ABSTRACT
Introduction
Lysosomal storage disorders (LSD) are a group of monogenic rare diseases caused by pathogenic variants in genes that encode proteins related to lysosomal function. These disorders are good candidates for gene therapy for different reasons: they are monogenic, most of lysosomal proteins are enzymes that can be secreted and cross-correct neighboring cells, and small quantities of these proteins are able to produce clinical benefits in many cases.

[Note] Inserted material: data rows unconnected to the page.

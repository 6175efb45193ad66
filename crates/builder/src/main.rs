//! # bblbuild
//!
//! Build the BBL firmware (riscv-pk) with an embedded kernel payload for
//! RISC-V FreeBSD and CheriBSD targets.
//!
//! ## Usage
//!
//! ```bash
//! bblbuild fetch cheribsd-riscv64    # Clone the riscv-pk branch for a target
//! bblbuild build cheribsd-riscv64    # Configure + make + install
//! bblbuild status                    # Show source cache status
//! bblbuild targets                   # List the BBL project descriptors
//! bblbuild doctor                    # Check host tools and SDK paths
//! ```
//!
//! ## Architecture
//!
//! - Firmware: riscv-pk `bbl`, built with configure/make against GNU objcopy
//! - Payload: a kernel image produced by a prior FreeBSD/CheriBSD build

use anyhow::Result;
use clap::Parser;
use std::path::PathBuf;

mod builder;

#[derive(Parser)]
#[command(name = "bblbuild", about = "BBL firmware builder for FreeBSD and CheriBSD RISC-V targets")]
struct Cli {
    /// Config file path (default: bblbuild.json when present)
    #[arg(long, global = true)]
    config: Option<PathBuf>,

    #[command(subcommand)]
    command: builder::BuildCommands,
}

fn main() -> Result<()> {
    let cli = Cli::parse();
    let config = builder::config::Config::load(cli.config.as_deref())?;

    match cli.command {
        builder::BuildCommands::Build { target, yes } => {
            builder::bbl::build(&config, target, yes)?;
        }
        builder::BuildCommands::Fetch { target } => {
            if let Some(target) = target {
                builder::vendor::fetch(&config, target)?;
            } else {
                builder::vendor::fetch_all(&config)?;
            }
        }
        builder::BuildCommands::Status => {
            builder::vendor::status(&config)?;
            builder::bbl::firmware_status(&config);
        }
        builder::BuildCommands::Clean { target } => builder::vendor::clean(&config, target)?,
        builder::BuildCommands::Targets => builder::bbl::list_targets(&config),
        builder::BuildCommands::Doctor => builder::toolchain::doctor(&config)?,
    }

    Ok(())
}
//! The BBL firmware projects.
//!
//! BBL (riscv-pk) wraps a kernel image as its payload and boots it from
//! M-mode. It builds with a GCC-style configure/make and GNU objcopy, so
//! the configure arguments and tool overrides are assembled here rather
//! than by the usual clang-driven project setup.

use crate::builder::config::Config;
use crate::builder::kernel::KernelProvider;
use crate::builder::target::CrossTarget;
use crate::builder::{make, prompt, toolchain, vendor};
use anyhow::Result;
use std::path::{Path, PathBuf};

/// Asked before building; OpenSBI is the recommended firmware.
pub const CONFIRM_BUILD: &str =
    "Are you sure you want to build BBL? OpenSBI works much better with QEMU";

/// Payload load offset. Capability tag bits are only backed above this
/// physical address.
pub const MEM_START: &str = "0xc0000000";

/// The three BBL project descriptors, in `targets` listing order.
pub const VARIANTS: &[BblVariant] = &[
    BblVariant::FreeBsd,
    BblVariant::FreeBsdWithDefaultOptions,
    BblVariant::CheriBsd,
];

/// One BBL project: a target name, the kernel build supplying the payload,
/// and the cross targets it serves.
#[derive(Clone, Copy, Debug, PartialEq, Eq)]
pub enum BblVariant {
    FreeBsd,
    FreeBsdWithDefaultOptions,
    CheriBsd,
}

impl BblVariant {
    pub fn target_name(self) -> &'static str {
        match self {
            Self::FreeBsd => "bbl-freebsd",
            Self::FreeBsdWithDefaultOptions => "bbl-freebsd-with-default-options",
            Self::CheriBsd => "bbl-cheribsd",
        }
    }

    pub fn kernel_provider(self) -> KernelProvider {
        match self {
            Self::FreeBsd => KernelProvider::FreeBsd,
            Self::FreeBsdWithDefaultOptions => KernelProvider::FreeBsdWithDefaultOptions,
            Self::CheriBsd => KernelProvider::CheriBsd,
        }
    }

    pub fn supported_targets(self) -> &'static [CrossTarget] {
        match self {
            Self::FreeBsd => &[CrossTarget::FreeBsdRiscv64],
            Self::FreeBsdWithDefaultOptions => &[CrossTarget::FreeBsdWithDefaultOptionsRiscv64],
            Self::CheriBsd => &[
                CrossTarget::CheriBsdRiscv64,
                CrossTarget::CheriBsdRiscv64Purecap,
            ],
        }
    }

    /// The unique project serving a cross target.
    pub fn for_target(target: CrossTarget) -> BblVariant {
        match target {
            CrossTarget::FreeBsdRiscv64 => Self::FreeBsd,
            CrossTarget::FreeBsdWithDefaultOptionsRiscv64 => Self::FreeBsdWithDefaultOptions,
            CrossTarget::CheriBsdRiscv64 | CrossTarget::CheriBsdRiscv64Purecap => Self::CheriBsd,
        }
    }

    /// Prerequisite build targets: the payload kernel, and gdb-native for
    /// its GNU objcopy.
    pub fn dependencies(self, target: CrossTarget) -> Vec<String> {
        vec![
            self.kernel_provider().kernel_target(target),
            "gdb-native".to_string(),
        ]
    }
}

/// Configure arguments for a target and payload, in invocation order.
pub fn configure_args(target: CrossTarget, kernel_path: &Path) -> Vec<String> {
    let abi = if target.is_purecap() {
        "--with-abi=l64pc128"
    } else {
        "--with-abi=lp64"
    };
    let arch = if target.is_cheribsd() {
        "--with-arch=rv64imafdcxcheri"
    } else {
        "--with-arch=rv64imafdc"
    };
    vec![
        abi.to_string(),
        arch.to_string(),
        format!("--with-payload={}", kernel_path.display()),
        format!("--with-mem-start={MEM_START}"),
    ]
}

/// Where `make install` leaves the firmware image.
pub fn installed_bbl_path(config: &Config, target: CrossTarget) -> PathBuf {
    BblVariant::for_target(target)
        .kernel_provider()
        .rootfs_dir(config, target)
        .join(target.triple())
        .join("bin")
        .join("bbl")
}

/// Result of a build request.
#[derive(Clone, Copy, Debug, PartialEq, Eq)]
pub enum Outcome {
    Built,
    Skipped,
}

/// Confirm with the operator, then configure, compile and install BBL.
pub fn build(config: &Config, target: CrossTarget, assume_yes: bool) -> Result<Outcome> {
    build_with_gate(config, target, || {
        if assume_yes {
            Ok(true)
        } else {
            prompt::query_yes_no(CONFIRM_BUILD, false)
        }
    })
}

fn build_with_gate(
    config: &Config,
    target: CrossTarget,
    gate: impl FnOnce() -> Result<bool>,
) -> Result<Outcome> {
    let variant = BblVariant::for_target(target);

    if !gate()? {
        println!("Skipping {}", variant.target_name());
        return Ok(Outcome::Skipped);
    }

    println!("=== Building {} for {} ===", variant.target_name(), target.id());

    let src = vendor::require(config, target)?;
    let kernel = variant.kernel_provider().require_kernel(config, target)?;

    let build_dir = src.join("build");
    std::fs::create_dir_all(&build_dir)?;

    let install_root = variant.kernel_provider().rootfs_dir(config, target);
    let invocation = vec![
        format!("--host={}", target.triple()),
        format!("--prefix={}", install_root.display()),
    ];
    let args = [invocation, configure_args(target, &kernel)].concat();
    let env = toolchain::configure_env(config);

    make::run_configure(&build_dir, &args, &env)?;
    make::run_make(&build_dir, &["-j", &make::cpus(), "bbl"], &env)?;
    make::run_make(&build_dir, &["install"], &env)?;

    println!("  Installed: {}", installed_bbl_path(config, target).display());
    println!("  Finished: {}", chrono::Utc::now().to_rfc3339());
    Ok(Outcome::Built)
}

/// Show which targets have an installed firmware image.
pub fn firmware_status(config: &Config) {
    println!("\nFirmware:\n");
    for &target in CrossTarget::ALL {
        let path = installed_bbl_path(config, target);
        if path.exists() {
            println!("  {:38} [built] {}", target.id(), path.display());
        } else {
            println!("  {:38} [missing]", target.id());
        }
    }
}

/// Print the three descriptors with their targets, dependencies and
/// install locations.
pub fn list_targets(config: &Config) {
    for variant in VARIANTS {
        println!("{}", variant.target_name());
        for &target in variant.supported_targets() {
            println!("  {}", target.id());
            println!("    needs:    {}", variant.dependencies(target).join(", "));
            println!(
                "    installs: {}",
                installed_bbl_path(config, target).display()
            );
        }
    }
}

#[cfg(test)]
mod tests {
    use super::*;

    fn args_for(target: CrossTarget) -> Vec<String> {
        configure_args(target, Path::new("/build/rootfs/boot/kernel/kernel"))
    }

    fn missing_paths_config(dir: &Path) -> Config {
        Config {
            output_root: dir.join("missing-output"),
            sdk_root: dir.join("missing-sdk"),
            vendor_dir: dir.join("missing-vendor"),
        }
    }

    #[test]
    fn purecap_selects_the_hybrid_abi() {
        let args = args_for(CrossTarget::CheriBsdRiscv64Purecap);
        assert!(args.contains(&"--with-abi=l64pc128".to_string()));
        assert!(!args.contains(&"--with-abi=lp64".to_string()));
    }

    #[test]
    fn other_targets_select_the_plain_abi() {
        for &target in CrossTarget::ALL {
            if target.is_purecap() {
                continue;
            }
            let args = args_for(target);
            assert!(args.contains(&"--with-abi=lp64".to_string()));
            assert!(!args.contains(&"--with-abi=l64pc128".to_string()));
        }
    }

    #[test]
    fn cheribsd_targets_enable_the_cheri_extension() {
        for &target in CrossTarget::ALL {
            let args = args_for(target);
            if target.is_cheribsd() {
                assert!(args.contains(&"--with-arch=rv64imafdcxcheri".to_string()));
            } else {
                assert!(args.contains(&"--with-arch=rv64imafdc".to_string()));
                assert!(!args.iter().any(|a| a.contains("xcheri")));
            }
        }
    }

    #[test]
    fn exactly_one_abi_and_one_arch_argument() {
        for &target in CrossTarget::ALL {
            let args = args_for(target);
            assert_eq!(args.iter().filter(|a| a.starts_with("--with-abi=")).count(), 1);
            assert_eq!(args.iter().filter(|a| a.starts_with("--with-arch=")).count(), 1);
        }
    }

    #[test]
    fn payload_argument_carries_the_resolver_path_verbatim() {
        let config = Config::default();
        let target = CrossTarget::CheriBsdRiscv64;
        let kernel = BblVariant::for_target(target)
            .kernel_provider()
            .installed_kernel_path(&config, target);
        let args = configure_args(target, &kernel);
        assert!(args.contains(&format!("--with-payload={}", kernel.display())));
    }

    #[test]
    fn mem_start_is_fixed_across_variants() {
        for &target in CrossTarget::ALL {
            assert!(args_for(target).contains(&"--with-mem-start=0xc0000000".to_string()));
        }
    }

    #[test]
    fn variant_names_are_distinct_and_target_sets_disjoint() {
        for (i, a) in VARIANTS.iter().enumerate() {
            assert!(!a.supported_targets().is_empty());
            for b in &VARIANTS[i + 1..] {
                assert_ne!(a.target_name(), b.target_name());
                for t in a.supported_targets() {
                    assert!(!b.supported_targets().contains(t));
                }
            }
        }
    }

    #[test]
    fn every_target_resolves_to_the_variant_that_lists_it() {
        for &target in CrossTarget::ALL {
            let variant = BblVariant::for_target(target);
            assert!(variant.supported_targets().contains(&target));
        }
    }

    #[test]
    fn dependencies_name_the_kernel_build_and_gdb_native() {
        let deps = BblVariant::CheriBsd.dependencies(CrossTarget::CheriBsdRiscv64Purecap);
        assert_eq!(deps, ["cheribsd-riscv64-purecap", "gdb-native"]);

        let deps = BblVariant::FreeBsdWithDefaultOptions
            .dependencies(CrossTarget::FreeBsdWithDefaultOptionsRiscv64);
        assert_eq!(deps, ["freebsd-with-default-options-riscv64", "gdb-native"]);
    }

    #[test]
    fn declined_gate_invokes_no_collaborators() {
        // Every path in this config is missing, so touching any collaborator
        // would fail; a declined gate must return before reaching them.
        let dir = tempfile::tempdir().unwrap();
        let config = missing_paths_config(dir.path());
        let outcome =
            build_with_gate(&config, CrossTarget::CheriBsdRiscv64, || Ok(false)).unwrap();
        assert_eq!(outcome, Outcome::Skipped);
    }

    #[test]
    fn affirmed_gate_proceeds_to_the_source_check() {
        let dir = tempfile::tempdir().unwrap();
        let config = missing_paths_config(dir.path());
        let err =
            build_with_gate(&config, CrossTarget::CheriBsdRiscv64, || Ok(true)).unwrap_err();
        assert!(err.to_string().contains("bblbuild fetch"));
    }

    #[test]
    fn installed_firmware_path_is_inside_the_target_rootfs() {
        let config = Config::default();
        assert_eq!(
            installed_bbl_path(&config, CrossTarget::FreeBsdRiscv64),
            Path::new("output/rootfs-freebsd-riscv64/riscv64-unknown-freebsd/bin/bbl")
        );
        assert_eq!(
            installed_bbl_path(&config, CrossTarget::CheriBsdRiscv64Purecap),
            Path::new("output/rootfs-cheribsd-riscv64-purecap/riscv64c-unknown-freebsd/bin/bbl")
        );
    }
}
//! # governor-runtime
//!
//! The running cascade governor.
//!
//! `governor-core` decides whether a single call may proceed. This crate
//! turns that into a service:
//! - an intake queue that cascades are submitted to
//! - a processor loop that activates queued cascades under a health
//!   predicate and runs their steps through admission control
//! - a telemetry loop that publishes metrics snapshots
//! - a client protocol with an explicit fallback policy for callers
//!
//! ## Example
//!
//! ```rust,ignore
//! use governor_runtime::{GovernorBuilder, TracingSink};
//!
//! let governor = GovernorBuilder::new()
//!     .config(config)
//!     .executor(Arc::new(MyStepExecutor))
//!     .sink(Arc::new(TracingSink))
//!     .build()?;
//!
//! let handle = governor.start();
//! let id = governor.submit(CascadeSpec::new("sync_grants", ["github", "airtable"]))?;
//! // ...
//! handle.shutdown().await;
//! ```

mod executor;
mod governor;
mod outcomes;
mod processor;
mod queue;

pub mod client;
pub mod hooks;
pub mod telemetry;

pub use client::{ClientError, GovernorClient, GovernorTransport, LocalTransport, ResultReport};
pub use executor::{StepError, StepExecutor};
pub use governor::{Governor, GovernorBuilder, GovernorHandle};
pub use hooks::{governed, CascadeSession, GovernedError, SessionError};
pub use outcomes::OutcomeStore;
pub use queue::CascadeQueue;
pub use telemetry::{JsonFileSink, MetricsSink, SinkError, TelemetryEmitter, TracingSink};

use governor_core::{ConfigError, GovernorError};
use thiserror::Error;

/// Errors from the runtime.
#[derive(Error, Debug)]
pub enum RuntimeError {
    #[error("Step executor not configured")]
    ExecutorNotConfigured,

    #[error("Governor is shut down")]
    ShutDown,

    #[error(transparent)]
    Governor(#[from] GovernorError),

    #[error("Config error: {0}")]
    Config(#[from] ConfigError),
}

Ex vivo gene therapy allows for autologous transplant of modified cells from different sources, including stem cells and hematopoietic precursors.
Areas covered
Here, we summarize the main gene therapy and genome editing strategies that are currently being used as ex vivo gene therapy approaches for lysosomal disorders, highlighting important characteristics, such as vectors used, strategies, types of cells that are modified and main results in different disorders.
Expert opinion
Clinical trials are already ongoing, and soon approved therapies for LSD based on ex vivo gene therapy approaches should reach the market.
Article highlights
Lysosomal storage disorders are good candidates for gene therapy protocols
Different vectors, such as AAV and lentiviruses, can be used for ex vivo gene therapy
Genome editing is recently being tested as a new ex vivo gene therapy platform
Ex vivo gene therapy protocols include promising studies for mucopolysaccharidoses, sphingolipidoses, glycogen storage disorders, and even disorders involving lysosomal membrane proteins
Reviewer disclosures
Peer reviewers in this manuscript have no relevant financial or other relationships to disclose.
Declaration of interest
The authors have no relevant affiliations or financial involvement with any organization or entity with a financial interest in or financial conflict with the subject matter or materials discussed in the manuscript. This includes employment, consultancies, honoraria, stock ownership or options, expert testimony, grants or patents received or pending, or royalties.